* [Required action]: For the entries below, repeat exactly each line starting with the one that contains "#[derive(Debug, Clone)]" and going on through the one that contains "fn path(&self, key: &str)", and no others.

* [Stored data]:
- - - -
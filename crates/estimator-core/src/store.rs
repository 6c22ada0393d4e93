//! Draft persistence.
//!
//! The wizard keeps its step position and answers in a small key-value store
//! so an interrupted session can pick up where it left off. Every stored value
//! is wrapped in an [`Envelope`] carrying an absolute expiry.
//!
//! [`DraftStore`] is the only place where persistence errors are swallowed:
//! a store that is unavailable, full or holding corrupt data degrades to "no
//! saved progress" and never reaches the caller.

use crate::answers::AnswerSet;
use crate::error::Result;
use crate::paths;
use chrono::{DateTime, Duration, Utc};
use serde::de::DeserializeOwned;
use serde::{Deserialize, Serialize};
use std::collections::HashMap;
use std::path::{Path, PathBuf};
use std::sync::Mutex;

// ---------------------------------------------------------------------------
// KvStore
// ---------------------------------------------------------------------------

/// String key-value storage backing the draft.
pub trait KvStore {
    fn get(&self, key: &str) -> Result<Option<String>>;
    fn set(&self, key: &str, value: &str) -> Result<()>;
    fn remove(&self, key: &str) -> Result<()>;
}

impl<S: KvStore + ?Sized> KvStore for &S {
    fn get(&self, key: &str) -> Result<Option<String>> {
        (**self).get(key)
    }

    fn set(&self, key: &str, value: &str) -> Result<()> {
        (**self).set(key, value)
    }

    fn remove(&self, key: &str) -> Result<()> {
        (**self).remove(key)
    }
}

// ---------------------------------------------------------------------------
// FileStore
// ---------------------------------------------------------------------------

/// One JSON file per key under `.estimator/drafts/`.
#[derive(Debug, Clone)]
pub struct FileStore {
    dir: PathBuf,
}

impl FileStore {
    pub fn new(root: &Path) -> Self {
        Self {
            dir: paths::drafts_dir(root),
        }
    }

    fn path(&self, key: &str) -> Result<PathBuf> {
        paths::validate_slug(key)?;
        Ok(self.dir.join(format!("{key}.json")))
    }
}

impl KvStore for FileStore {
    fn get(&self, key: &str) -> Result<Option<String>> {
        let path = self.path(key)?;
        match std::fs::read_to_string(&path) {
            Ok(data) => Ok(Some(data)),
            Err(e) if e.kind() == std::io::ErrorKind::NotFound => Ok(None),
            Err(e) => Err(e.into()),
        }
    }

    fn set(&self, key: &str, value: &str) -> Result<()> {
        crate::io::atomic_write(&self.path(key)?, value.as_bytes())
    }

    fn remove(&self, key: &str) -> Result<()> {
        crate::io::remove_if_exists(&self.path(key)?)
    }
}

// ---------------------------------------------------------------------------
// MemoryStore
// ---------------------------------------------------------------------------

/// In-process store for sessions that should not outlive the process.
#[derive(Debug, Default)]
pub struct MemoryStore {
    entries: Mutex<HashMap<String, String>>,
}

impl MemoryStore {
    pub fn new() -> Self {
        Self::default()
    }

    pub fn len(&self) -> usize {
        self.lock().len()
    }

    pub fn is_empty(&self) -> bool {
        self.len() == 0
    }

    fn lock(&self) -> std::sync::MutexGuard<'_, HashMap<String, String>> {
        self.entries.lock().unwrap_or_else(|e| e.into_inner())
    }
}

impl KvStore for MemoryStore {
    fn get(&self, key: &str) -> Result<Option<String>> {
        Ok(self.lock().get(key).cloned())
    }

    fn set(&self, key: &str, value: &str) -> Result<()> {
        self.lock().insert(key.to_string(), value.to_string());
        Ok(())
    }

    fn remove(&self, key: &str) -> Result<()> {
        self.lock().remove(key);
        Ok(())
    }
}

// ---------------------------------------------------------------------------
// Envelope
// ---------------------------------------------------------------------------

/// Stored form of every draft value.
#[derive(Debug, Clone, PartialEq, Serialize, Deserialize)]
pub struct Envelope<T> {
    pub value: T,
    /// Epoch milliseconds after which the value is stale.
    pub expiry: i64,
}

impl<T> Envelope<T> {
    pub fn new(value: T, now: DateTime<Utc>, ttl: Duration) -> Self {
        Self {
            value,
            expiry: (now + ttl).timestamp_millis(),
        }
    }

    pub fn is_expired(&self, now: DateTime<Utc>) -> bool {
        now.timestamp_millis() > self.expiry
    }
}

// ---------------------------------------------------------------------------
// DraftStore
// ---------------------------------------------------------------------------

pub struct DraftStore<S> {
    store: S,
    ttl: Duration,
}

impl<S: KvStore> DraftStore<S> {
    pub fn new(store: S, ttl: Duration) -> Self {
        Self { store, ttl }
    }

    pub fn save_step(&self, step: usize, now: DateTime<Utc>) {
        self.save(paths::STEP_KEY, &step, now);
    }

    pub fn save_answers(&self, answers: &AnswerSet, now: DateTime<Utc>) {
        self.save(paths::DATA_KEY, answers, now);
    }

    pub fn load_step(&self, now: DateTime<Utc>) -> Option<usize> {
        self.load(paths::STEP_KEY, now)
    }

    pub fn load_answers(&self, now: DateTime<Utc>) -> Option<AnswerSet> {
        self.load(paths::DATA_KEY, now)
    }

    /// Drop both draft keys.
    pub fn clear(&self) {
        for key in [paths::STEP_KEY, paths::DATA_KEY] {
            self.discard(key);
        }
    }

    fn save<T: Serialize>(&self, key: &str, value: &T, now: DateTime<Utc>) {
        let envelope = Envelope::new(value, now, self.ttl);
        let result = serde_json::to_string(&envelope)
            .map_err(Into::into)
            .and_then(|data| self.store.set(key, &data));
        if let Err(e) = result {
            tracing::warn!(key, error = %e, "could not save draft; continuing without it");
        }
    }

    fn load<T: DeserializeOwned>(&self, key: &str, now: DateTime<Utc>) -> Option<T> {
        let raw = match self.store.get(key) {
            Ok(Some(raw)) => raw,
            Ok(None) => return None,
            Err(e) => {
                tracing::warn!(key, error = %e, "could not read draft; starting fresh");
                return None;
            }
        };
        let envelope: Envelope<T> = match serde_json::from_str(&raw) {
            Ok(envelope) => envelope,
            Err(e) => {
                tracing::warn!(key, error = %e, "discarding unreadable draft");
                self.discard(key);
                return None;
            }
        };
        if envelope.is_expired(now) {
            tracing::debug!(key, expiry = envelope.expiry, "draft expired");
            self.discard(key);
            return None;
        }
        Some(envelope.value)
    }

    fn discard(&self, key: &str) {
        if let Err(e) = self.store.remove(key) {
            tracing::debug!(key, error = %e, "could not remove draft");
        }
    }
}

// ---------------------------------------------------------------------------
// Tests
// ---------------------------------------------------------------------------

#[cfg(test)]
pub(crate) mod tests {
    use super::*;
    use crate::answers::{Feature, ProjectType};
    use crate::error::EstimatorError;
    use tempfile::TempDir;

    /// A store whose every operation fails, like a browser with storage
    /// disabled.
    pub(crate) struct BrokenStore;

    impl KvStore for BrokenStore {
        fn get(&self, _key: &str) -> Result<Option<String>> {
            Err(EstimatorError::Io(std::io::Error::other("storage disabled")))
        }

        fn set(&self, _key: &str, _value: &str) -> Result<()> {
            Err(EstimatorError::Io(std::io::Error::other("quota exceeded")))
        }

        fn remove(&self, _key: &str) -> Result<()> {
            Err(EstimatorError::Io(std::io::Error::other("storage disabled")))
        }
    }

    fn now() -> DateTime<Utc> {
        DateTime::parse_from_rfc3339("2026-03-01T10:00:00Z")
            .unwrap()
            .with_timezone(&Utc)
    }

    #[test]
    fn envelope_wire_shape() {
        let env = Envelope::new(3usize, now(), Duration::hours(2));
        let json = serde_json::to_value(&env).unwrap();
        assert_eq!(json["value"], 3);
        assert_eq!(
            json["expiry"],
            (now() + Duration::hours(2)).timestamp_millis()
        );
    }

    #[test]
    fn draft_roundtrip_within_ttl() {
        let mem = MemoryStore::new();
        let drafts = DraftStore::new(&mem, Duration::hours(2));
        let mut answers = AnswerSet::default();
        answers.project_type = Some(ProjectType::CrmPortal);
        answers.features.insert(Feature::Payments);

        drafts.save_step(3, now());
        drafts.save_answers(&answers, now());

        let later = now() + Duration::minutes(119);
        assert_eq!(drafts.load_step(later), Some(3));
        assert_eq!(drafts.load_answers(later), Some(answers));
    }

    #[test]
    fn expired_draft_is_discarded() {
        let mem = MemoryStore::new();
        let drafts = DraftStore::new(&mem, Duration::hours(2));
        drafts.save_step(5, now());
        drafts.save_answers(&AnswerSet::default(), now());

        let later = now() + Duration::hours(2) + Duration::milliseconds(1);
        assert_eq!(drafts.load_step(later), None);
        assert_eq!(drafts.load_answers(later), None);
        assert!(mem.is_empty(), "expired keys should be removed");
    }

    #[test]
    fn corrupt_draft_reads_as_missing() {
        let mem = MemoryStore::new();
        mem.set(paths::STEP_KEY, "{not json").unwrap();
        let drafts = DraftStore::new(&mem, Duration::hours(2));
        assert_eq!(drafts.load_step(now()), None);
        assert!(mem.get(paths::STEP_KEY).unwrap().is_none());
    }

    #[test]
    fn broken_store_is_swallowed() {
        let drafts = DraftStore::new(BrokenStore, Duration::hours(2));
        drafts.save_step(2, now());
        drafts.save_answers(&AnswerSet::default(), now());
        assert_eq!(drafts.load_step(now()), None);
        assert_eq!(drafts.load_answers(now()), None);
        drafts.clear();
    }

    #[test]
    fn clear_removes_both_keys() {
        let mem = MemoryStore::new();
        let drafts = DraftStore::new(&mem, Duration::hours(2));
        drafts.save_step(1, now());
        drafts.save_answers(&AnswerSet::default(), now());
        assert_eq!(mem.len(), 2);
        drafts.clear();
        assert!(mem.is_empty());
    }

    #[test]
    fn file_store_persists_per_key() {
        let dir = TempDir::new().unwrap();
        let store = FileStore::new(dir.path());
        assert_eq!(store.get("estimate_step").unwrap(), None);
        store.set("estimate_step", "{\"value\":1,\"expiry\":0}").unwrap();
        assert!(dir.path().join(".estimator/drafts/estimate_step.json").exists());
        assert_eq!(
            store.get("estimate_step").unwrap().as_deref(),
            Some("{\"value\":1,\"expiry\":0}")
        );
        store.remove("estimate_step").unwrap();
        store.remove("estimate_step").unwrap();
        assert_eq!(store.get("estimate_step").unwrap(), None);
    }

    #[test]
    fn file_store_rejects_path_like_keys() {
        let dir = TempDir::new().unwrap();
        let store = FileStore::new(dir.path());
        assert!(matches!(
            store.set("../escape", "x"),
            Err(EstimatorError::InvalidSlug(_))
        ));
    }
}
- - - -
* [Expected answer]:
#[derive(Debug, Clone)]
pub struct FileStore {
    dir: PathBuf,
}

impl FileStore {
    pub fn new(root: &Path) -> Self {
        Self {
            dir: paths::drafts_dir(root),
        }
    }

    fn path(&self, key: &str) -> Result<PathBuf> {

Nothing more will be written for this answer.